[[ Records open ]]

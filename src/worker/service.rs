//! Service Worker Module
//!
//! Lifecycle (install, activate) and request interception for the versioned
//! cache partitions.

use std::str::FromStr;
use std::sync::Arc;
use std::time::Duration;

use chrono::Utc;
use serde::Serialize;
use tokio::sync::RwLock;
use tracing::{debug, info, warn};
use url::Url;

use crate::error::{CacheError, Result};
use crate::worker::{
    cache_key, classify, CacheStorage, FetchRequest, FetchResponse, Fetcher, PartitionNames,
    PartitionRole, Strategy,
};

/// Retention window for cached responses, keyed off their `date` header
pub const DEFAULT_RETENTION_MAX_AGE: Duration = Duration::from_secs(30 * 24 * 60 * 60);

/// Interval between retention sweeps
pub const DEFAULT_RETENTION_INTERVAL: Duration = Duration::from_secs(24 * 60 * 60);

/// Assets precached at install time
pub const DEFAULT_PRECACHE: [&str; 5] = [
    "/",
    "/videos/church-background.mp4",
    "/community.jpg",
    "/teaching.jpg",
    "/service.jpg",
];

// == Worker State ==
#[derive(Debug, Clone, Copy, PartialEq, Eq, Serialize)]
#[serde(rename_all = "snake_case")]
pub enum WorkerState {
    Unregistered,
    Installing,
    /// Installed and waiting for activation
    Installed,
    Activating,
    /// Controlling clients and serving requests
    Activated,
}

// == Install Policy ==
/// What to do when a manifest asset cannot be cached during install.
#[derive(Debug, Clone, Copy, PartialEq, Eq, Default)]
pub enum InstallPolicy {
    /// Log the failure and carry on
    #[default]
    BestEffort,
    /// Fail the install; the worker stays unregistered
    Strict,
}

impl FromStr for InstallPolicy {
    type Err = CacheError;

    fn from_str(s: &str) -> Result<Self> {
        match s.trim().to_ascii_lowercase().as_str() {
            "best-effort" | "best_effort" => Ok(Self::BestEffort),
            "strict" => Ok(Self::Strict),
            other => Err(CacheError::Config(format!("unknown install policy '{}'", other))),
        }
    }
}

// == Worker Config ==
#[derive(Debug, Clone)]
pub struct WorkerConfig {
    /// Origin every intercepted path is resolved against
    pub origin: Url,
    /// Deployment version; changes rotate the partitions
    pub version: String,
    /// Paths under this prefix are served cache-first from the static partition
    pub static_prefix: String,
    /// Paths fetched and stored at install
    pub precache: Vec<String>,
    pub install_policy: InstallPolicy,
    /// Deadline for network-first fetches before falling back to cache
    pub network_timeout: Option<Duration>,
    pub retention_interval: Duration,
    pub retention_max_age: Duration,
}

impl WorkerConfig {
    pub fn new(origin: Url, version: impl Into<String>) -> Self {
        Self {
            origin,
            version: version.into(),
            static_prefix: "/static/".to_string(),
            precache: DEFAULT_PRECACHE.iter().map(|p| p.to_string()).collect(),
            install_policy: InstallPolicy::default(),
            network_timeout: Some(Duration::from_secs(10)),
            retention_interval: DEFAULT_RETENTION_INTERVAL,
            retention_max_age: DEFAULT_RETENTION_MAX_AGE,
        }
    }
}

// == Reports ==
#[derive(Debug, Clone, Default, Serialize)]
pub struct InstallReport {
    pub cached: Vec<String>,
    pub failed: Vec<String>,
}

/// Outcome of replacing the running worker with a new version.
#[derive(Debug, Clone, Serialize)]
pub struct UpdateReport {
    pub version: String,
    pub install: InstallReport,
    /// Partitions garbage-collected on activation
    pub deleted: Vec<String>,
}

#[derive(Debug, Clone, Serialize)]
pub struct PartitionSummary {
    pub name: String,
    pub entries: usize,
}

#[derive(Debug, Clone, Serialize)]
pub struct WorkerStatus {
    pub state: WorkerState,
    pub version: String,
    pub static_partition: String,
    pub dynamic_partition: String,
    pub partitions: Vec<PartitionSummary>,
}

// == Service Worker ==
pub struct ServiceWorker {
    config: WorkerConfig,
    names: PartitionNames,
    storage: CacheStorage,
    fetcher: Arc<dyn Fetcher>,
    state: RwLock<WorkerState>,
}

impl ServiceWorker {
    pub fn new(config: WorkerConfig, storage: CacheStorage, fetcher: Arc<dyn Fetcher>) -> Self {
        Self {
            names: PartitionNames::for_version(&config.version),
            config,
            storage,
            fetcher,
            state: RwLock::new(WorkerState::Unregistered),
        }
    }

    pub async fn state(&self) -> WorkerState {
        *self.state.read().await
    }

    pub fn names(&self) -> &PartitionNames {
        &self.names
    }

    pub fn storage(&self) -> &CacheStorage {
        &self.storage
    }

    pub fn config(&self) -> &WorkerConfig {
        &self.config
    }

    /// An unregistered worker for `version` that shares this worker's storage
    /// and network, so it can install beside it.
    pub fn successor(&self, version: &str) -> Result<ServiceWorker> {
        if version == self.config.version {
            return Err(CacheError::InvalidState(format!(
                "version {} is already running",
                version
            )));
        }
        let names = PartitionNames::try_for_version(version)?;

        let mut config = self.config.clone();
        config.version = version.to_string();
        Ok(Self {
            config,
            names,
            storage: self.storage.clone(),
            fetcher: Arc::clone(&self.fetcher),
            state: RwLock::new(WorkerState::Unregistered),
        })
    }

    // == Install ==
    /// Opens the static partition and fills it with the precache manifest.
    ///
    /// Failed assets are logged and listed in the report. Under
    /// [`InstallPolicy::Strict`] any failure aborts the install.
    pub async fn install(&self) -> Result<InstallReport> {
        self.transition(WorkerState::Unregistered, WorkerState::Installing)
            .await?;
        info!(
            "Installing worker {} ({} precache assets)",
            self.config.version,
            self.config.precache.len()
        );

        self.storage.open(&self.names.static_name).await;

        let mut report = InstallReport::default();
        for path in &self.config.precache {
            match self.precache_asset(path).await {
                Ok(()) => report.cached.push(path.clone()),
                Err(e) => {
                    warn!("Failed to precache {}: {}", path, e);
                    report.failed.push(path.clone());
                }
            }
        }

        if self.config.install_policy == InstallPolicy::Strict && !report.failed.is_empty() {
            *self.state.write().await = WorkerState::Unregistered;
            return Err(CacheError::InstallFailed(format!(
                "could not precache {}",
                report.failed.join(", ")
            )));
        }

        *self.state.write().await = WorkerState::Installed;
        info!(
            "Worker {} installed ({} cached, {} failed), skipping wait",
            self.config.version,
            report.cached.len(),
            report.failed.len()
        );
        Ok(report)
    }

    async fn precache_asset(&self, path: &str) -> Result<()> {
        let url = self.resolve(path)?;
        let request = FetchRequest::get(url);
        let response = self.fetch_with_timeout(&request).await?;

        let Some(stored) = response.storable() else {
            return Err(CacheError::Network(format!(
                "{} returned {}",
                path, response.status
            )));
        };

        self.storage
            .put(&self.names.static_name, request.cache_key(), stored)
            .await;
        Ok(())
    }

    // == Activate ==
    /// Deletes every partition that is not current for this version and
    /// starts serving. Returns the names of the deleted partitions.
    pub async fn activate(&self) -> Result<Vec<String>> {
        self.transition(WorkerState::Installed, WorkerState::Activating)
            .await?;

        let mut deleted = Vec::new();
        for name in self.storage.keys().await {
            if self.names.is_current(&name) {
                continue;
            }
            if self.storage.delete(&name).await {
                info!("Deleted stale cache partition {}", name);
                deleted.push(name);
            } else {
                warn!("Stale cache partition {} was already gone", name);
            }
        }

        *self.state.write().await = WorkerState::Activated;
        info!(
            "Worker {} activated, controlling clients",
            self.config.version
        );
        Ok(deleted)
    }

    async fn transition(&self, from: WorkerState, to: WorkerState) -> Result<()> {
        let mut state = self.state.write().await;
        if *state != from {
            return Err(CacheError::InvalidState(format!(
                "cannot move to {:?} from {:?}",
                to, *state
            )));
        }
        *state = to;
        Ok(())
    }

    // == Fetch ==
    /// Answers an intercepted request. Always produces a response: network
    /// failures end in a cached copy or the synthetic offline response.
    pub async fn handle_fetch(&self, request: FetchRequest) -> FetchResponse {
        if self.state().await != WorkerState::Activated {
            debug!("Worker not active, passing {} through", request.url);
            return self.passthrough(&request).await;
        }

        match classify(&request, &self.config.static_prefix) {
            Strategy::Passthrough => self.passthrough(&request).await,
            Strategy::CacheFirst(role) => self.cache_first(&request, role).await,
            Strategy::NetworkFirst => self.network_first(&request).await,
        }
    }

    async fn passthrough(&self, request: &FetchRequest) -> FetchResponse {
        match self.fetcher.fetch(request).await {
            Ok(response) => response,
            Err(e) => {
                warn!("{} {} failed: {}", request.method, request.url, e);
                FetchResponse::offline()
            }
        }
    }

    async fn cache_first(&self, request: &FetchRequest, role: PartitionRole) -> FetchResponse {
        let key = request.cache_key();

        if let Some(cached) = self.storage.match_any(&key).await {
            debug!("Cache hit for {}", key);
            return cached;
        }

        // A partial body must never be stored as the whole resource.
        match self.fetcher.fetch(&request.without_range()).await {
            Ok(response) => {
                self.store(self.names.name(role), request, &response).await;
                response
            }
            Err(e) => {
                warn!("Cache miss and network failure for {}: {}", key, e);
                FetchResponse::offline()
            }
        }
    }

    async fn network_first(&self, request: &FetchRequest) -> FetchResponse {
        let key = request.cache_key();

        let error = match self.fetch_with_timeout(request).await {
            Ok(response) => {
                self.store(&self.names.dynamic_name, request, &response).await;
                return response;
            }
            Err(e) => e,
        };

        warn!("Network failed for {} ({}), trying cache", key, error);

        if let Some(cached) = self.storage.match_any(&key).await {
            return cached;
        }

        if request.is_navigation() {
            if let Some(shell) = self.app_shell().await {
                debug!("Serving app shell for {}", key);
                return shell;
            }
        }

        FetchResponse::offline()
    }

    /// Stores a copy of `response` unless the request carried credentials or
    /// the response is not a complete `200`.
    async fn store(&self, partition: &str, request: &FetchRequest, response: &FetchResponse) {
        if request.has_credentials() {
            debug!("Not caching {}: request carries credentials", request.url);
            return;
        }
        match response.storable() {
            Some(stored) => self.storage.put(partition, request.cache_key(), stored).await,
            None => debug!("Not caching {}: status {}", request.url, response.status),
        }
    }

    /// The cached root document.
    async fn app_shell(&self) -> Option<FetchResponse> {
        let root = cache_key(&self.config.origin.join("/").ok()?);

        match self.storage.match_in(&self.names.static_name, &root).await {
            Some(shell) => Some(shell),
            None => self.storage.match_any(&root).await,
        }
    }

    async fn fetch_with_timeout(&self, request: &FetchRequest) -> Result<FetchResponse> {
        match self.config.network_timeout {
            Some(limit) => tokio::time::timeout(limit, self.fetcher.fetch(request))
                .await
                .map_err(|_| CacheError::Timeout(request.url.to_string()))?,
            None => self.fetcher.fetch(request).await,
        }
    }

    fn resolve(&self, path: &str) -> Result<Url> {
        self.config
            .origin
            .join(path)
            .map_err(|e| CacheError::Config(format!("bad precache path '{}': {}", path, e)))
    }

    // == Maintenance ==
    /// Removes entries older than the retention window from every partition.
    pub async fn sweep_retention(&self) -> usize {
        self.storage
            .remove_older_than(self.config.retention_max_age, Utc::now())
            .await
    }

    /// Deletes every partition. Only ever triggered by a control message.
    pub async fn clear_all(&self) -> usize {
        let deleted = self.storage.clear_all().await;
        info!("Cleared all caches ({} partitions)", deleted);
        deleted
    }

    pub async fn status(&self) -> WorkerStatus {
        let mut partitions = Vec::new();
        for name in self.storage.keys().await {
            let entries = self.storage.entry_count(&name).await;
            partitions.push(PartitionSummary { name, entries });
        }

        WorkerStatus {
            state: self.state().await,
            version: self.config.version.clone(),
            static_partition: self.names.static_name.clone(),
            dynamic_partition: self.names.dynamic_name.clone(),
            partitions,
        }
    }
}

[[ Records closed ]]

■ What you are asked to do: Look through the data above and report every line in which "struct" appears.

■ Reply to the task:
pub struct WorkerConfig {
pub struct InstallReport {
pub struct UpdateReport {
pub struct PartitionSummary {
pub struct WorkerStatus {
pub struct ServiceWorker {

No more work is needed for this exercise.